#### [PROBLEM REQUIREMENTS]
Quote, with no changes, the lines that run from the top of the material to the line with "use crate::constants::TEST_COMMAND_TIMEOUT_SECS;", both included.
-- -- --
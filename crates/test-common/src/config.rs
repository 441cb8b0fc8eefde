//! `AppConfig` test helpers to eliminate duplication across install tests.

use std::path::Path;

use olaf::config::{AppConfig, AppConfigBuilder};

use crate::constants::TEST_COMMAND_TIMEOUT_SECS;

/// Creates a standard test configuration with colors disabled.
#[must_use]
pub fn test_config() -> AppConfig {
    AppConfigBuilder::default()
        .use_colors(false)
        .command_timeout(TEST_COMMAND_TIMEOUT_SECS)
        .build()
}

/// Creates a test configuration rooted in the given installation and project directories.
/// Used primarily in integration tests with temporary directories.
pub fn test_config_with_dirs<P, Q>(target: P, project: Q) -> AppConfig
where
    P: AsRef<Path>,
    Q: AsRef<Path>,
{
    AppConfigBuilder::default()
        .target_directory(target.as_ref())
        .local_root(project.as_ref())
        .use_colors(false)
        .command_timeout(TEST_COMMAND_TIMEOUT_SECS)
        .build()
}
-- -- --
#### [RESPONSE]
filename crates/test-common/src/config.rs
repository 441cb8b0fc8eefde
//! `AppConfig` test helpers to eliminate duplication across install tests.

use std::path::Path;

use olaf::config::{AppConfig, AppConfigBuilder};

use crate::constants::TEST_COMMAND_TIMEOUT_SECS;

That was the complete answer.